Dividing Company Equity Is Not As Easy As Cutting Pizza

Before we get started, I have to give the big IANAL (I am not a lawyer) disclaimer, but I have been through a bunch of company start ups, so I have some experience here. Lawyers are going to be a big reach for any unfunded Indie developer. My take on all of this is to make sure you have a great honest relationship with the people you are working with. Once you have that, completely discuss everything as clearly and honestly as you can, then put down your agreements in plain terms (I’ll give some examples below), then once you get some traction, you can make things official later. This is the way Damon Slye and I did it for Dynamix. We didn’t have attorney drawn up papers for years, and once we got bigger we still went back to our original personally written documents if we had questions. In other words, you need to have partners you can trust and if you don’t, no amount of legalese or contracts can make things work. Partners have to want to make things work with each other.

Once you have found partners you want to work with, the next big decision is how much equity each partner gets. If you have never done it before, this is a tricky subject. How do you even bring it up? How do you put a value on human relationships? How can you say one person is more valuable than another? Well, I can tell you it is difficult, but it must be done. This is a negotiation issue, and if it is not taken care of at the start of your company, it can fester, causing you to eventually lose your best people.
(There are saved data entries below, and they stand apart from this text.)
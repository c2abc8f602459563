//! Log analysis and deterministic job summaries.
//!
//! Regex-based detection of errors, warnings, and stack traces (Python,
//! Node, Go, Java) over captured step output. Summary generation is
//! template-based; no model or network dependency.

use once_cell::sync::Lazy;
use regex::Regex;
use serde::{Deserialize, Serialize};

use crate::schemas::{JobStatus, RunRecord, StepResult};

const MAX_STACK_TRACES: usize = 5;
const MAX_ERROR_LINES: usize = 20;
const MAX_LINE_LENGTH: usize = 200;

static ERROR_PATTERNS: Lazy<Vec<Regex>> = Lazy::new(|| {
    vec![
        Regex::new(r"(?i)\b(error|exception|fatal)\b[:\s]").unwrap(),
        Regex::new(r"(?i)\btraceback\b").unwrap(),
        Regex::new(r"(?i)\bfailed\b[:\s]").unwrap(),
        Regex::new(r"exit code [1-9]\d*").unwrap(),
        Regex::new(r"(?i)\bpanic\b[:\s]").unwrap(),
    ]
});

static WARNING_PATTERNS: Lazy<Vec<Regex>> = Lazy::new(|| {
    vec![
        Regex::new(r"(?i)\b(warning|warn)\b[:\s]").unwrap(),
        Regex::new(r"(?i)\bdeprecated\b").unwrap(),
    ]
});

/// Opening lines of stack traces for the supported runtimes.
static STACK_TRACE_START: Lazy<Vec<Regex>> = Lazy::new(|| {
    vec![
        // Python
        Regex::new(r"Traceback \(most recent call last\)").unwrap(),
        // Node
        Regex::new(r"^\s+at\s+.+\(.+:\d+:\d+\)").unwrap(),
        // Go
        Regex::new(r"^goroutine \d+ \[").unwrap(),
        // Java
        Regex::new(r"^\s+at\s+[\w.$]+\([\w.]+\.java:\d+\)").unwrap(),
    ]
});

/// Extracted findings from one or more step outputs.
#[derive(Debug, Clone, Default, Serialize, Deserialize)]
pub struct LogAnalysis {
    pub error_count: usize,
    pub warning_count: usize,
    pub first_error: Option<String>,
    pub stack_traces: Vec<String>,
    pub error_lines: Vec<String>,
}

/// Pattern-based analyzer over captured stdout/stderr.
#[derive(Debug, Default)]
pub struct LogAnalyzer;

impl LogAnalyzer {
    pub fn new() -> Self {
        Self
    }

    pub fn analyze_step(&self, step: &StepResult) -> LogAnalysis {
        self.analyze_text(&format!("{}\n{}", step.stdout, step.stderr))
    }

    /// Aggregate analysis across all steps of a record.
    pub fn analyze_record(&self, record: &RunRecord) -> LogAnalysis {
        let mut total = LogAnalysis::default();
        for step in &record.steps {
            let analysis = self.analyze_step(step);
            total.error_count += analysis.error_count;
            total.warning_count += analysis.warning_count;
            if total.first_error.is_none() {
                total.first_error = analysis.first_error;
            }
            total.stack_traces.extend(analysis.stack_traces);
            total.error_lines.extend(analysis.error_lines);
        }
        total.stack_traces.truncate(MAX_STACK_TRACES);
        total.error_lines.truncate(MAX_ERROR_LINES);
        total
    }

    fn analyze_text(&self, text: &str) -> LogAnalysis {
        let mut analysis = LogAnalysis::default();
        let mut current_trace: Vec<String> = Vec::new();
        let mut in_trace = false;

        for line in text.split('\n') {
            let stripped = line.trim();
            if stripped.is_empty() {
                if in_trace && !current_trace.is_empty() {
                    analysis.stack_traces.push(current_trace.join("\n"));
                    current_trace.clear();
                    in_trace = false;
                }
                continue;
            }

            // Match against the raw line: indentation carries signal here.
            let is_trace_start = STACK_TRACE_START.iter().any(|p| p.is_match(line));
            if is_trace_start {
                if in_trace && !current_trace.is_empty() {
                    analysis.stack_traces.push(current_trace.join("\n"));
                }
                current_trace = vec![stripped.to_string()];
                in_trace = true;
            } else if in_trace {
                let is_indented = line.starts_with("  ") || line.starts_with('\t');
                let is_continuation = stripped.starts_with("Caused by") || stripped.starts_with("...");
                if is_indented || is_continuation {
                    current_trace.push(stripped.to_string());
                } else {
                    // Closing exception line ("ValueError: bad") belongs to the trace
                    if stripped.contains(':') {
                        current_trace.push(stripped.to_string());
                    }
                    analysis.stack_traces.push(current_trace.join("\n"));
                    current_trace = Vec::new();
                    in_trace = false;
                }
            }

            if ERROR_PATTERNS.iter().any(|p| p.is_match(stripped)) {
                analysis.error_count += 1;
                let truncated: String = stripped.chars().take(MAX_LINE_LENGTH).collect();
                if analysis.first_error.is_none() {
                    analysis.first_error = Some(truncated.clone());
                }
                analysis.error_lines.push(truncated);
            } else if WARNING_PATTERNS.iter().any(|p| p.is_match(stripped)) {
                analysis.warning_count += 1;
            }
        }

        if in_trace && !current_trace.is_empty() {
            analysis.stack_traces.push(current_trace.join("\n"));
        }
        analysis.stack_traces.truncate(MAX_STACK_TRACES);
        analysis.error_lines.truncate(MAX_ERROR_LINES);
        analysis
    }
}

/// Full structured summary of a run.
#[derive(Debug, Clone, Serialize, Deserialize)]
pub struct JobSummary {
    pub job_id: String,
    pub one_liner: String,
    pub status_label: String,
    pub duration_human: String,
    pub step_count: usize,
    pub steps_passed: usize,
    pub steps_failed: usize,
    pub key_events: Vec<String>,
    pub errors: Vec<String>,
    pub suggestions: Vec<String>,
}

/// Deterministic summary generation from a finalized record.
#[derive(Debug, Default)]
pub struct SummaryGenerator {
    analyzer: LogAnalyzer,
}

impl SummaryGenerator {
    pub fn new() -> Self {
        Self::default()
    }

    pub fn generate(&self, record: &RunRecord) -> JobSummary {
        let analysis = self.analyzer.analyze_record(record);
        let duration_human = format_duration(record.duration_seconds());
        let step_count = record.spec.commands.len();
        let steps_passed = record.steps.iter().filter(|s| s.exit_code == 0).count();
        let steps_failed = record.steps.len() - steps_passed;

        JobSummary {
            job_id: record.job_id.clone(),
            one_liner: self.one_liner(record, &duration_human, &analysis),
            status_label: record.status.to_string(),
            duration_human,
            step_count,
            steps_passed,
            steps_failed,
            key_events: self.key_events(record, step_count, steps_passed),
            errors: analysis.error_lines.iter().take(5).cloned().collect(),
            suggestions: self.suggestions(record, &analysis),
        }
    }

    /// The one-line summary stored on the run record.
    pub fn one_line_summary(&self, record: &RunRecord) -> String {
        let analysis = self.analyzer.analyze_record(record);
        self.one_liner(record, &format_duration(record.duration_seconds()), &analysis)
    }

    fn one_liner(&self, record: &RunRecord, duration: &str, analysis: &LogAnalysis) -> String {
        match record.status {
            JobStatus::Success => {
                format!("{} step(s) passed in {}", record.steps.len(), duration)
            }
            JobStatus::Failed => match &analysis.first_error {
                Some(err) => format!("failed: {}", err.chars().take(80).collect::<String>()),
                None => format!("failed after {}", duration),
            },
            JobStatus::TimedOut => format!("timed out after {}", duration),
            JobStatus::Cancelled => format!("cancelled after {}", duration),
            other => format!("{} after {}", other, duration),
        }
    }

    fn key_events(&self, record: &RunRecord, step_count: usize, steps_passed: usize) -> Vec<String> {
        let mut events = Vec::new();
        match record.status {
            JobStatus::Success => {
                events.push(format!("all {} step(s) completed successfully", step_count))
            }
            JobStatus::Failed => {
                events.push(format!("failed at step {} of {}", steps_passed + 1, step_count))
            }
            JobStatus::TimedOut => events.push("job exceeded its time limit".to_string()),
            JobStatus::Cancelled => events.push("job was cancelled".to_string()),
            _ => {}
        }
        if !record.artifacts.is_empty() {
            events.push(format!("collected {} artifact(s)", record.artifacts.len()));
        }
        if let Some(usage) = &record.resource_usage {
            if usage.memory_peak_mb > 0.0 {
                events.push(format!("peak memory: {:.1} MB", usage.memory_peak_mb));
            }
        }
        events
    }

    fn suggestions(&self, record: &RunRecord, analysis: &LogAnalysis) -> Vec<String> {
        let mut suggestions = Vec::new();
        if record.status == JobStatus::TimedOut {
            suggestions.push("consider increasing ttl_seconds or optimizing the command".into());
        }
        if record.status == JobStatus::Failed && !analysis.stack_traces.is_empty() {
            suggestions.push("review the stack trace(s) for the root cause".into());
        }
        if record.status == JobStatus::Failed && analysis.first_error.is_none() {
            suggestions.push("check step stderr output for error details".into());
        }
        if analysis.warning_count > 10 {
            suggestions.push(format!(
                "{} warnings detected, review for potential issues",
                analysis.warning_count
            ));
        }
        suggestions
    }
}

fn format_duration(seconds: f64) -> String {
    if seconds < 60.0 {
        return format!("{:.1}s", seconds);
    }
    let minutes = (seconds / 60.0) as u64;
    let secs = (seconds % 60.0) as u64;
    if minutes < 60 {
        return format!("{}m {}s", minutes, secs);
    }
    format!("{}h {}m", minutes / 60, minutes % 60)
}

#[cfg(test)]
mod tests {
    use super::*;
    use crate::schemas::JobSpec;
    use chrono::{Duration, Utc};

    fn step(stdout: &str, stderr: &str, exit_code: i64) -> StepResult {
        StepResult {
            index: 0,
            command: "test".into(),
            exit_code,
            stdout: stdout.into(),
            stderr: stderr.into(),
            duration_seconds: 0.1,
            started_at: Utc::now(),
            finished_at: Utc::now(),
        }
    }

    fn analyzer() -> LogAnalyzer {
        LogAnalyzer::new()
    }

    #[test]
    fn counts_errors_and_warnings() {
        let analysis = analyzer().analyze_step(&step(
            "Warning: something minor\nERROR: it broke\nall good here",
            "fatal: cannot continue",
            1,
        ));
        assert_eq!(analysis.error_count, 2);
        assert_eq!(analysis.warning_count, 1);
        assert_eq!(analysis.first_error.as_deref(), Some("ERROR: it broke"));
    }

    #[test]
    fn extracts_python_traceback() {
        let output = "\
Traceback (most recent call last):
  File \"app.py\", line 3, in <module>
    main()
  File \"app.py\", line 2, in main
    raise ValueError(\"bad\")
ValueError: bad";
        let analysis = analyzer().analyze_step(&step(output, "", 1));
        assert_eq!(analysis.stack_traces.len(), 1);
        assert!(analysis.stack_traces[0].contains("ValueError: bad"));
    }

    #[test]
    fn extracts_node_and_go_traces() {
        let node = "    at doWork (app.js:10:5)\n    at main (app.js:20:3)";
        let analysis = analyzer().analyze_step(&step("", node, 1));
        assert_eq!(analysis.stack_traces.len(), 1);

        let go = "goroutine 1 [running]:\n  main.main()\n  \t/app/main.go:12 +0x40";
        let analysis = analyzer().analyze_step(&step("", go, 2));
        assert_eq!(analysis.stack_traces.len(), 1);
        assert!(analysis.stack_traces[0].starts_with("goroutine 1"));
    }

    #[test]
    fn long_lines_are_truncated() {
        let long = format!("error: {}", "x".repeat(500));
        let analysis = analyzer().analyze_step(&step(&long, "", 1));
        assert!(analysis.first_error.unwrap().len() <= MAX_LINE_LENGTH);
    }

    #[test]
    fn bounded_output() {
        let noisy: String = (0..50).map(|i| format!("error: {}\n", i)).collect();
        let analysis = analyzer().analyze_step(&step(&noisy, "", 1));
        assert_eq!(analysis.error_count, 50);
        assert_eq!(analysis.error_lines.len(), MAX_ERROR_LINES);
    }

    fn record_with_status(status: JobStatus, steps: Vec<StepResult>) -> RunRecord {
        let spec = JobSpec::new(
            "alpine:3.19",
            steps.iter().map(|s| s.command.clone()).collect(),
            60,
        );
        let mut record = RunRecord::queued(spec);
        let start = Utc::now() - Duration::seconds(5);
        record.started_at = Some(start);
        record.finished_at = Some(start + Duration::seconds(5));
        record.steps = steps;
        record.status = status;
        record
    }

    #[test]
    fn summary_for_success() {
        let record = record_with_status(JobStatus::Success, vec![step("done\n", "", 0)]);
        let summary = SummaryGenerator::new().generate(&record);
        assert_eq!(summary.status_label, "SUCCESS");
        assert!(summary.one_liner.contains("1 step(s) passed"));
        assert_eq!(summary.steps_failed, 0);
    }

    #[test]
    fn summary_for_failure_names_first_error() {
        let record = record_with_status(
            JobStatus::Failed,
            vec![step("", "Error: connection refused", 1)],
        );
        let summary = SummaryGenerator::new().generate(&record);
        assert!(summary.one_liner.starts_with("failed: Error: connection refused"));
        assert!(summary.key_events[0].contains("failed at step 1 of 1"));
    }

    #[test]
    fn summary_for_timeout_suggests_ttl() {
        let record = record_with_status(JobStatus::TimedOut, vec![step("", "", -1)]);
        let summary = SummaryGenerator::new().generate(&record);
        assert!(summary.one_liner.starts_with("timed out"));
        assert!(summary.suggestions.iter().any(|s| s.contains("ttl_seconds")));
    }

    #[test]
    fn duration_formats() {
        assert_eq!(format_duration(4.25), "4.2s");
        assert_eq!(format_duration(75.0), "1m 15s");
        assert_eq!(format_duration(3700.0), "1h 1m");
    }
}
In two of my previous start ups, Dynamix, and GarageGames, we simply winged it, giving the all of the original partners the same equity, and then negotiated new equity when new shareholders were brought in. Other than the negotiations for new shareholders, this simple division of the equity for original “partners” is the easiest, least conflicted way to go. In both of those cases, things worked out for all of us, and I am glad we did it that way.

In many cases, however, simple division of the equity is not appropriate. For Push Button Labs I devised an algorithmic method of dividing the equity, and so far I am pretty happy with the method and the results. Simply put it goes like this: everybody in the company works for less than “industry standard wages” and that “sweat equity” over a two year period is their contribution to the company. All of the sweat equity and real money investments go into a spreadsheet and the percentage of the company that each individual gets is automatically determined. Below is a screen shot of the spreadsheet:

Algorithmic Method of Dividing Company Equity

Algorithmic Method of Dividing Company Equity

Below are examples of some of the simple, personal agreements that work better in plainly worded documents:

  • Stock options vest over four years, no payback if employee leaves prior to two years.
  • Angel equity is subject to a standard (TBD) equity deal.
  • If employee leaves after two years, earned equity converts to a loan payable over (N) years, starting on (N)th company anniversary.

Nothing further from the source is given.